世の中には「死んでも不幸を手放しません」というような人が少なからずいるという。幸せを求めず、なぜ彼らは不幸にしがみつこうとするのか? 長年、悩める人の相談を受けてきた加藤諦三氏が見抜いた、その隠された理由とは?
※本稿は、加藤諦三著『不安をしずめる心理学』(PHP新書)を一部抜粋・編集したものです。
神経症的不安の人は、常に不安に怯える
不安には、現実的な不安と神経症的不安の2種類があります。この2つを混同してしまうと、それぞれの不安に対して有効な対処法を取ることができません。
例えば、新型コロナウイルスの問題というのは、現実的な不安です。コロナウイルスに感染したら困るので、これはリアルな不安といえるでしょう。
いまの給料で、多額のローンを組んでしまって大丈夫だろうか、というのも現実的な不安です。
もちろん、こうした現実的な不安も問題ですが、より深刻なのは、もう一つの神経症的な不安のほうです。こちらは現実には怖くないものを怖いと思って、怯えているような不安です。日常生活ではこれが非常に大きな問題になるわけです。
私は、神経症的不安とは、自分が自分でない、というところから生まれてくる不安であると思っています。具体的な問題がなくても、常に不安に怯えている人がいる。いつも人が信じられず、恋愛しても恋人に振られてしまうのではないかなど、いつも何かに悩んでいる。
神経症的不安を抱えている人は、常にそうした理屈に合わない不安を感じています。いつまでもくよくよ悩んでいても、どうしようもないことは本人もよく分かっています。しかし、分かってはいても、自分ではどうすることもできません。
理解していないと対応を間違える
不安には、現実的な不安と神経症的不安の2つがあると述べましたが、この2つは、きちんと分けておかなければなりません。
現実的な不安をフロイトは「客観的不安」と呼び、ロロ・メイは、これを「正常な不安」と言っています。きちんと具体的に対処することで、解消しなければいけない不安です。こうした不安に対して、無理に勇敢なふりをするのは愚かなことです。

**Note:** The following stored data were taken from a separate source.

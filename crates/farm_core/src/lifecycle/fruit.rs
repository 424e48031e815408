//! Fruit trees: a regenerating fruit counter.

use crate::math::Millis;

/// Fruit counter state.
#[derive(Debug, Clone, PartialEq, Eq)]
pub struct FruitProducer {
    /// What drops when the tree is shaken.
    pub fruit_type: String,
    /// Fruits currently hanging, in `0..=max_fruits`.
    pub current_fruits: u32,
    /// Cap on hanging fruit.
    pub max_fruits: u32,
    /// Time to grow one fruit.
    pub fruit_growth_time_ms: Millis,
    /// Start of the current regeneration period.
    pub last_dropped: Option<Millis>,
}

impl FruitProducer {
    /// Create a fruit tree; the current count is clamped to the cap.
    #[must_use]
    pub fn new(
        fruit_type: impl Into<String>,
        current_fruits: u32,
        max_fruits: u32,
        fruit_growth_time_ms: Millis,
        last_dropped: Option<Millis>,
    ) -> Self {
        Self {
            fruit_type: fruit_type.into(),
            current_fruits: current_fruits.min(max_fruits),
            max_fruits,
            fruit_growth_time_ms,
            last_dropped,
        }
    }

    /// Grow one fruit per elapsed growth period, up to the cap.
    ///
    /// Leftover time is carried over so regeneration does not drift with
    /// the tick cadence.
    #[must_use]
    pub fn tick(&self, now: Millis) -> Self {
        let mut next = self.clone();
        if next.current_fruits >= next.max_fruits || next.fruit_growth_time_ms == 0 {
            return next;
        }

        let Some(since) = next.last_dropped else {
            // Catalog trees below the cap start regrowing from their first tick.
            next.last_dropped = Some(now);
            return next;
        };

        let periods = now.saturating_sub(since) / next.fruit_growth_time_ms;
        if periods > 0 {
            let room = u64::from(next.max_fruits - next.current_fruits);
            let grown = periods.min(room);
            // `grown` is bounded by `room`, which came from a u32.
            next.current_fruits += u32::try_from(grown).unwrap_or(0);
            next.last_dropped = Some(since + periods * next.fruit_growth_time_ms);
        }
        next
    }

    /// Shake one fruit loose. Rejected when the tree is bare.
    #[must_use]
    pub fn harvest_one(&self, now: Millis) -> Option<Self> {
        (self.current_fruits > 0).then(|| Self {
            current_fruits: self.current_fruits - 1,
            last_dropped: Some(now),
            ..self.clone()
        })
    }
}

#[cfg(test)]
mod tests {
    use super::*;

    fn apple_tree(current: u32) -> FruitProducer {
        FruitProducer::new("apple", current, 3, 10_000, Some(0))
    }

    #[test]
    fn test_regenerates_one_per_period() {
        let tree = apple_tree(0);
        assert_eq!(tree.tick(9_999).current_fruits, 0);
        assert_eq!(tree.tick(10_000).current_fruits, 1);
        assert_eq!(tree.tick(25_000).current_fruits, 2);
    }

    #[test]
    fn test_regeneration_capped() {
        let tree = apple_tree(1).tick(1_000_000);
        assert_eq!(tree.current_fruits, 3);
    }

    #[test]
    fn test_remainder_carried_between_ticks() {
        let tree = apple_tree(0).tick(15_000);
        assert_eq!(tree.current_fruits, 1);
        assert_eq!(tree.last_dropped, Some(10_000));
        assert_eq!(tree.tick(20_000).current_fruits, 2);
    }

    #[test]
    fn test_harvest_one() {
        let tree = apple_tree(2);
        let shaken = tree.harvest_one(500).unwrap();
        assert_eq!(shaken.current_fruits, 1);
        assert_eq!(shaken.last_dropped, Some(500));
    }

    #[test]
    fn test_harvest_rejected_when_bare() {
        assert!(apple_tree(0).harvest_one(0).is_none());
    }

    #[test]
    fn test_missing_timestamp_starts_regrowth() {
        let tree = FruitProducer::new("pear", 0, 2, 1_000, None);
        let started = tree.tick(5_000);
        assert_eq!(started.current_fruits, 0);
        assert_eq!(started.last_dropped, Some(5_000));
        assert_eq!(started.tick(6_000).current_fruits, 1);
    }
}
//! Entity records and storage.
//!
//! An entity is a lifecycle machine pinned to a position, optionally with a
//! mover and wander bookkeeping for animals. The [`Simulation`] owns every
//! record; the presentation layer only ever sees snapshots.
//!
//! [`Simulation`]: crate::simulation::Simulation

use std::collections::HashMap;
use std::fmt;

use serde::{Deserialize, Serialize};

use crate::lifecycle::Lifecycle;
use crate::math::Vec2Fixed;
use crate::movement::{Facing, Mover};
use crate::scheduler::TimerId;
use crate::wander::Wanderer;

/// Unique identifier for an entity.
pub type EntityId = u64;

/// Entity category, mirroring the catalog arrays.
#[derive(Debug, Clone, Copy, PartialEq, Eq, Hash, PartialOrd, Ord, Serialize, Deserialize)]
#[serde(rename_all = "snake_case")]
pub enum EntityKind {
    /// Plain tree.
    Tree,
    /// Tree that regrows fruit.
    FruitTree,
    /// Breakable rock.
    Rock,
    /// Crop plot.
    Crop,
    /// Wandering milk producer.
    Cow,
    /// Wandering egg producer.
    Chicken,
}

impl EntityKind {
    /// Whether entities of this kind wander.
    #[must_use]
    pub const fn wanders(self) -> bool {
        matches!(self, Self::Cow | Self::Chicken)
    }
}

impl fmt::Display for EntityKind {
    fn fmt(&self, f: &mut fmt::Formatter<'_>) -> fmt::Result {
        let name = match self {
            Self::Tree => "tree",
            Self::FruitTree => "fruit_tree",
            Self::Rock => "rock",
            Self::Crop => "crop",
            Self::Cow => "cow",
            Self::Chicken => "chicken",
        };
        f.write_str(name)
    }
}

/// One simulated entity.
#[derive(Debug, Clone, PartialEq, Eq)]
pub struct Entity {
    /// Unique identifier for this entity.
    pub id: EntityId,
    /// Catalog id, kept for display and lookups by name.
    pub label: String,
    /// Category.
    pub kind: EntityKind,
    /// Where a stationary entity stands; the spawn point of a mover.
    pub anchor: Vec2Fixed,
    /// State machine.
    pub lifecycle: Lifecycle,
    /// Present for animals.
    pub mover: Option<Mover>,
    /// Present for animals.
    pub wanderer: Option<Wanderer>,
    /// Pending end-of-walk timer.
    pub return_timer: Option<TimerId>,
}

impl Entity {
    /// Current world position.
    #[must_use]
    pub fn position(&self) -> Vec2Fixed {
        self.mover.map_or(self.anchor, |m| m.current)
    }

    /// Which way the entity looks, if it can turn.
    #[must_use]
    pub fn facing(&self) -> Option<Facing> {
        self.mover.map(|m| m.facing)
    }
}

/// Entity storage with deterministic iteration support.
#[derive(Debug, Clone, Default)]
pub struct EntityStorage {
    /// Map of entity ID to entity data.
    entities: HashMap<EntityId, Entity>,
    /// Next entity ID to assign.
    next_id: EntityId,
}

impl EntityStorage {
    /// Create empty entity storage.
    #[must_use]
    pub fn new() -> Self {
        Self {
            entities: HashMap::new(),
            next_id: 1,
        }
    }

    /// Insert a new entity and return its ID.
    pub fn insert(&mut self, mut entity: Entity) -> EntityId {
        let id = self.next_id.max(1);
        self.next_id = id + 1;
        entity.id = id;
        self.entities.insert(id, entity);
        id
    }

    /// Remove an entity by ID.
    pub fn remove(&mut self, id: EntityId) -> Option<Entity> {
        self.entities.remove(&id)
    }

    /// Get an entity by ID.
    #[must_use]
    pub fn get(&self, id: EntityId) -> Option<&Entity> {
        self.entities.get(&id)
    }

    /// Get a mutable reference to an entity by ID.
    pub fn get_mut(&mut self, id: EntityId) -> Option<&mut Entity> {
        self.entities.get_mut(&id)
    }

    /// Look up an entity by its catalog label.
    #[must_use]
    pub fn find_by_label(&self, label: &str) -> Option<&Entity> {
        self.sorted_ids()
            .into_iter()
            .filter_map(|id| self.entities.get(&id))
            .find(|e| e.label == label)
    }

    /// Get the number of entities.
    #[must_use]
    pub fn len(&self) -> usize {
        self.entities.len()
    }

    /// Check if storage is empty.
    #[must_use]
    pub fn is_empty(&self) -> bool {
        self.entities.is_empty()
    }

    /// Get sorted entity IDs for deterministic iteration.
    #[must_use]
    pub fn sorted_ids(&self) -> Vec<EntityId> {
        let mut ids: Vec<_> = self.entities.keys().copied().collect();
        ids.sort_unstable();
        ids
    }
}

#[cfg(test)]
mod tests {
    use super::*;
    use crate::lifecycle::StaticEntity;

    fn tree(label: &str) -> Entity {
        Entity {
            id: 0,
            label: label.to_string(),
            kind: EntityKind::Tree,
            anchor: Vec2Fixed::from_num(10, 20),
            lifecycle: Lifecycle::Static(StaticEntity {
                drop_items: vec!["wood".into()],
            }),
            mover: None,
            wanderer: None,
            return_timer: None,
        }
    }

    #[test]
    fn test_only_animals_wander() {
        assert!(EntityKind::Cow.wanders());
        assert!(EntityKind::Chicken.wanders());
        assert!(!EntityKind::Tree.wanders());
        assert!(!EntityKind::Crop.wanders());
    }

    #[test]
    fn test_ids_are_sequential_and_sorted() {
        let mut storage = EntityStorage::new();
        let a = storage.insert(tree("a"));
        let b = storage.insert(tree("b"));
        let c = storage.insert(tree("c"));
        assert_eq!((a, b, c), (1, 2, 3));
        storage.remove(b);
        assert_eq!(storage.sorted_ids(), vec![1, 3]);
        assert_eq!(storage.insert(tree("d")), 4);
    }

    #[test]
    fn test_find_by_label() {
        let mut storage = EntityStorage::new();
        storage.insert(tree("oak_1"));
        let id = storage.insert(tree("oak_2"));
        assert_eq!(storage.find_by_label("oak_2").map(|e| e.id), Some(id));
        assert!(storage.find_by_label("missing").is_none());
    }

    #[test]
    fn test_static_position_is_anchor() {
        assert_eq!(tree("t").position(), Vec2Fixed::from_num(10, 20));
        assert_eq!(tree("t").facing(), None);
    }
}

一方で、現実には怖くないものに怯える神経症的不安というのは、心の内面の問題です。
現実には怖くないものを、怖いと思い込んでいるのですから、自分がどうしてそういう性格になってしまったのかを、まず考えなければなりません。「こんなことで怯えていたら、みんなに弱虫と思われるのではないか?」「周りの人が自分のことを臆病と思うのではないか?」。そんなふうに1人で勝手に思い込み、あえて勇敢に見える行動を無理にするのは、まさに神経症的不安を持つ人です。
繰り返しますが、現実的な不安と神経症的不安は別のものであり、2つの区別をしっかりとしておかないと、対応を間違えてしまうことになります。
世の中には、「死んでも不幸を手放しません」というような人がいます。多くの人は「まさか」と思うでしょうが、私は半世紀以上もの間、悩んでいる人と接してきて、そのような人がいると、つくづく感じているのです。
なぜこうなるのでしょうか?
それは人がもっとも恐れるのは不幸ではなく、不安だからです。
それは人がもっとも求めるのは幸せではなく、安心だからです。
不幸になるために費やされる努力やエネルギーは、実は不安から逃れるための努力やエネルギーにほかなりません。
人は誰でも幸せになりたいと願います。
しかし、幸せになりたいという願望よりもはるかに強いのが、不安から逃れたいという願望です。
不安な人は頑張って不幸になる場合があります。
人が必要以上の大金を求めるのは、お金があれば安心できると思い込んでいるからで、それは不安から逃れるためです。このように安心への願望はすべてに優先します。
ギャンブル依存症の夫がいるとしましょう。その夫は働かないばかりか妻がパートで働いたお金まで巻き上げ、妻の親戚にまで借金をして、またギャンブルに行ってしまう。そして家に帰ってきたら、暴力ばかり振るいます。
こうなったら、もう別れればいいと誰でも思うでしょう。この状態で離婚を請求して、「いや、離婚は認めません」ということは裁判上あり得ません。
ところが、こうしたケースでも、ほとんどの女性が離婚しようとはしないのです。ギャンブル依存症の夫を持つ妻の調査をしてみると、日本でもアメリカでも、多くの人が「私が何とかしてあげなければ」と考えるといいます。
どういうことかといえば、実は「何とかしてあげたい」から別れないのではなく、本当は一人になるのが不安だから、別れないのです。これは「合理化」という心理です。不安から逃れるために別れないことを「何とかしてあげたい」ということにして、自身で納得しようとしているのです。
離婚した先の人生がどうなるか不安である。それよりは、いまの慣れた不幸のほうが生きやすい。こうなると、「死んでも不幸を手放しません」ということになってしまいます。
人間が1番怖いのは不幸ではなく、不安というのは、こういうことなのです。